BENTUK-BENTUK TOLERANSI ISLAM
وَيَا قَوْمِ أَوْفُواْ الْمِكْيَالَ وَالْمِيزَانَ بِالْقِسْطِ وَلاَ تَبْخَسُواْ النَّاسَ أَشْيَاءهُمْ
“Dan Syu'aib berkata, ‘Hai kaumku, cukupkanlah takaran dan timbangan dengan adil, dan janganlah kamu merugikan manusia terhadap hak-hak mereka.” (Hud: 85). Orang yang tidak adil akan berlaku curang, jika membeli minta timbangan lebih, tetapi jika kemudian menjualnya melakukan timbangan yang kurang dari semestinya. Hal ini dicela dan diancam oleh Islam.وَيْلٌ لِّلْمُطَفِّفِينَ الَّذِينَ إِذَا اكْتَالُواْ عَلَى النَّاسِ يَسْتَوْفُونَ وَإِذَا كَالُوهُمْ أَو وَّزَنُوهُمْ يُخْسِرُونَ أَلَا يَظُنُّ أُولَئِكَ أَنَّهُم مَّبْعُوثُونَ لِيَوْمٍ عَظِيمٍ يَوْمَ يَقُومُ النَّاسُ لِرَبِّ الْعَالَمِينَ
“Kecelakaan besarlah bagi orang-orang yang curang (yaitu) orang-orang yang apabila menerima takaran dari orang lain mereka minta dipenuhi,dan apabila mereka menakar atau menimbang untuk orang lain, mereka mengurangi.dan apabila mereka menakar atau menimbang untuk orang lain, mereka mengurangi.Tidaklah orang-orang itu menyangka, bahwa sesungguhnya mereka akan dibangkitkan, pada suatu hari yang besar,(yaitu) hari (ketika) manusia berdiri menghadap Tuhan semesta alam?” (Al-Muthafifin: 1-6). Orang yang toleran dalam jual beli akan mendapatkan keutamaan dalam Islam. Demikian juga orang yang bersikap lapang memudahkan dalam memutuskan permasalahan. Jabir berkata,قَالَ رَسُولُ اللَّهِ صَلَّى اللَّهُ عَلَيْهِ وَسَلَّمَ غَفَرَ اللَّهُ لِرَجُلٍ كَانَ قَبْلَكُمْ كَانَ سَهْلًا إِذَا بَاعَ سَهْلًا إِذَا اشْتَرَى سَهْلًا إِذَا اقْتَضَى. (رواه الترمذي)
“Rasulullah shallallahu 'alaihi wasallam bersabda, ‘Semoga Allah mengampuni seseorang sebelum kalian, ia memberi kemudahan ketika menjual, memberi kemudahan ketika membeli, dan memberi kemudahan ketika memutuskan perkara." Bersikap lapang atau memudahkan dalam jual beli dan memutuskan sesuatu perkara juga mendatangkan kecintaan Allah.
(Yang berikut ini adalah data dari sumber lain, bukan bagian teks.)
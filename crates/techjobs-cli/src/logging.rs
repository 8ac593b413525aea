//! Logging infrastructure using `tracing` and `tracing-subscriber`.
//!
//! The library crates only emit events; this module installs the subscriber
//! for the CLI process.
//!
//! # Log Levels
//!
//! - `error`: job data failed to load
//! - `warn`: non-fatal issues
//! - `info`: load completion with row and column counts
//! - `debug`: per-query result counts and source details
//! - `trace`: unused
//!
//! Cell values are never logged.
//!
//! # Usage
//!
//! ```ignore
//! use techjobs_cli::logging::{init_logging, LogConfig};
//!
//! let config = LogConfig::from_verbosity(1);
//! init_logging(&config).expect("init logging");
//! ```

use std::fs::OpenOptions;
use std::io::{self, Write};
use std::path::PathBuf;
use std::sync::{Arc, Mutex};
use tracing::level_filters::LevelFilter;
use tracing_subscriber::{
    EnvFilter,
    fmt::{self, MakeWriter},
    layer::SubscriberExt,
    util::SubscriberInitExt,
};

/// Crates whose events follow the configured level.
const OWN_CRATES: [&str; 4] = [
    "techjobs_cli",
    "techjobs_core",
    "techjobs_ingest",
    "techjobs_model",
];

/// Configuration for logging behavior.
#[derive(Debug, Clone)]
pub struct LogConfig {
    /// Maximum level to emit.
    pub level_filter: LevelFilter,
    /// Whether `RUST_LOG` may replace the configured level.
    pub use_env_filter: bool,
    /// Whether to include timestamps in log output.
    pub with_timestamps: bool,
    /// Whether to include target (module path) in log output.
    pub with_target: bool,
    /// Whether to use ANSI colors in output.
    pub with_ansi: bool,
    /// Output format: "pretty", "compact", or "json".
    pub format: LogFormat,
    /// Optional log file path. When set, logs are written to the file.
    pub log_file: Option<PathBuf>,
}

/// Log output format.
#[derive(Debug, Clone, Copy, Default, PartialEq, Eq)]
pub enum LogFormat {
    /// Human-readable pretty format with colors.
    #[default]
    Pretty,
    /// Compact single-line format.
    Compact,
    /// JSON format for machine parsing.
    Json,
}

impl Default for LogConfig {
    fn default() -> Self {
        Self {
            level_filter: LevelFilter::WARN,
            use_env_filter: true,
            with_timestamps: false,
            with_target: false,
            with_ansi: true,
            format: LogFormat::default(),
            log_file: None,
        }
    }
}

impl LogConfig {
    /// Create a `LogConfig` from CLI verbosity count.
    ///
    /// - 0 (no `-v`): warn level
    /// - 1 (`-v`): info level
    /// - 2 (`-vv`): debug level
    /// - 3+ (`-vvv`): trace level
    #[must_use]
    pub fn from_verbosity(verbosity: u8) -> Self {
        let level_filter = match verbosity {
            0 => LevelFilter::WARN,
            1 => LevelFilter::INFO,
            2 => LevelFilter::DEBUG,
            _ => LevelFilter::TRACE,
        };
        Self {
            level_filter,
            ..Default::default()
        }
    }

    /// Set log level directly.
    #[must_use]
    pub fn with_level(mut self, level_filter: LevelFilter) -> Self {
        self.level_filter = level_filter;
        self
    }

    /// Enable or disable timestamps.
    #[must_use]
    pub fn with_timestamps(mut self, enable: bool) -> Self {
        self.with_timestamps = enable;
        self
    }

    /// Enable or disable target (module path) in output.
    #[must_use]
    pub fn with_target(mut self, enable: bool) -> Self {
        self.with_target = enable;
        self
    }

    /// Enable or disable ANSI colors.
    #[must_use]
    pub fn with_ansi(mut self, enable: bool) -> Self {
        self.with_ansi = enable;
        self
    }

    /// Set output format.
    #[must_use]
    pub fn with_format(mut self, format: LogFormat) -> Self {
        self.format = format;
        self
    }

    /// Set the log file path (writes to stderr when None).
    #[must_use]
    pub fn with_log_file(mut self, path: Option<PathBuf>) -> Self {
        self.log_file = path;
        self
    }
}

/// Initialize the global tracing subscriber with the given configuration.
///
/// This should be called once at application startup.
///
/// # Errors
///
/// Returns an error if the log file cannot be opened.
///
/// # Panics
///
/// Panics if a global subscriber is already installed.
pub fn init_logging(config: &LogConfig) -> io::Result<()> {
    if let Some(path) = &config.log_file {
        let file = OpenOptions::new().create(true).append(true).open(path)?;
        init_logging_with_writer(config, SharedFileWriter::new(file));
    } else {
        init_logging_with_writer(config, io::stderr);
    }
    Ok(())
}

/// Initialize logging with a custom writer (useful for testing).
pub fn init_logging_with_writer<W>(config: &LogConfig, writer: W)
where
    W: for<'writer> MakeWriter<'writer> + Send + Sync + 'static,
{
    let filter = build_env_filter(config);

    match config.format {
        LogFormat::Json => {
            let layer = fmt::layer()
                .json()
                .with_writer(writer)
                .with_target(config.with_target)
                .with_span_events(fmt::format::FmtSpan::CLOSE);

            tracing_subscriber::registry()
                .with(filter)
                .with(layer)
                .init();
        }
        LogFormat::Compact => {
            let layer = fmt::layer()
                .compact()
                .with_writer(writer)
                .with_ansi(config.with_ansi)
                .with_target(config.with_target);

            if config.with_timestamps {
                tracing_subscriber::registry()
                    .with(filter)
                    .with(layer)
                    .init();
            } else {
                tracing_subscriber::registry()
                    .with(filter)
                    .with(layer.without_time())
                    .init();
            }
        }
        LogFormat::Pretty => {
            let layer = fmt::layer()
                .with_writer(writer)
                .with_ansi(config.with_ansi)
                .with_target(config.with_target);

            if config.with_timestamps {
                tracing_subscriber::registry()
                    .with(filter)
                    .with(layer)
                    .init();
            } else {
                tracing_subscriber::registry()
                    .with(filter)
                    .with(layer.without_time())
                    .init();
            }
        }
    }
}

#[derive(Clone)]
struct SharedFileWriter {
    file: Arc<Mutex<std::fs::File>>,
}

impl SharedFileWriter {
    fn new(file: std::fs::File) -> Self {
        Self {
            file: Arc::new(Mutex::new(file)),
        }
    }
}

struct SharedFileGuard {
    file: Arc<Mutex<std::fs::File>>,
}

impl Write for SharedFileGuard {
    fn write(&mut self, buf: &[u8]) -> io::Result<usize> {
        let mut guard = self
            .file
            .lock()
            .map_err(|_| io::Error::other("log file lock poisoned"))?;
        guard.write(buf)
    }

    fn flush(&mut self) -> io::Result<()> {
        let mut guard = self
            .file
            .lock()
            .map_err(|_| io::Error::other("log file lock poisoned"))?;
        guard.flush()
    }
}

impl<'a> MakeWriter<'a> for SharedFileWriter {
    type Writer = SharedFileGuard;

    fn make_writer(&'a self) -> Self::Writer {
        SharedFileGuard {
            file: Arc::clone(&self.file),
        }
    }
}

/// Build an `EnvFilter` for the configured level, honouring `RUST_LOG` when
/// no explicit level was requested.
fn build_env_filter(config: &LogConfig) -> EnvFilter {
    let default_filter = || EnvFilter::new(default_directives(config.level_filter));
    if config.use_env_filter {
        EnvFilter::try_from_default_env().unwrap_or_else(|_| default_filter())
    } else {
        default_filter()
    }
}

/// Our crates log at `level`; external crates stay at warn at most.
fn default_directives(level_filter: LevelFilter) -> String {
    let level = level_filter.to_string().to_lowercase();
    let external = level_filter.min(LevelFilter::WARN).to_string().to_lowercase();
    let mut directives = external;
    for name in OWN_CRATES {
        directives.push_str(&format!(",{name}={level}"));
    }
    directives
}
Abu Hurairah berkata,أَنَّ رَسُولَ اللَّهِ صَلَّى اللَّهُ عَلَيْهِ وَسَلَّمَ قَالَ إِنَّ اللَّهَ يُحِبُّ سَمْحَ الْبَيْعِ سَمْحَ الشِّرَاءِ سَمْحَ الْقَضَاءِ. (رواه الترمذي)
“Rasulullah shallallahu 'alaihi wasallam bersabda, "Sesungguhnya Allah mencintai orang yang memberi kemudahan dalam menjual, memberi kemudahan tatkala membeli, dan kemudahan dalam memutuskan perkara." Ada teladan dalam diri Rasulullah tentang praktik toleransi dalam memutuskan sesuatu. Kisah ini disampaikan oleh Abu Hurairah,كَانَ لِرَجُلٍ عَلَى النَّبِيِّ صَلَّى اللَّهُ عَلَيْهِ وَسَلَّمَ سِنٌّ مِنْ الْإِبِلِ فَجَاءَهُ يَتَقَاضَاهُ فَقَالَ أَعْطُوهُ فَطَلَبُوا سِنَّهُ فَلَمْ يَجِدُوا لَهُ إِلَّا سِنًّا فَوْقَهَا فَقَالَ أَعْطُوهُ فَقَالَ أَوْفَيْتَنِي أَوْفَى اللَّهُ بِكَ قَالَ النَّبِيُّ صَلَّى اللَّهُ عَلَيْهِ وَسَلَّمَ إِنَّ خِيَارَكُمْ أَحْسَنُكُمْ قَضَاءً. (رواه البخاري)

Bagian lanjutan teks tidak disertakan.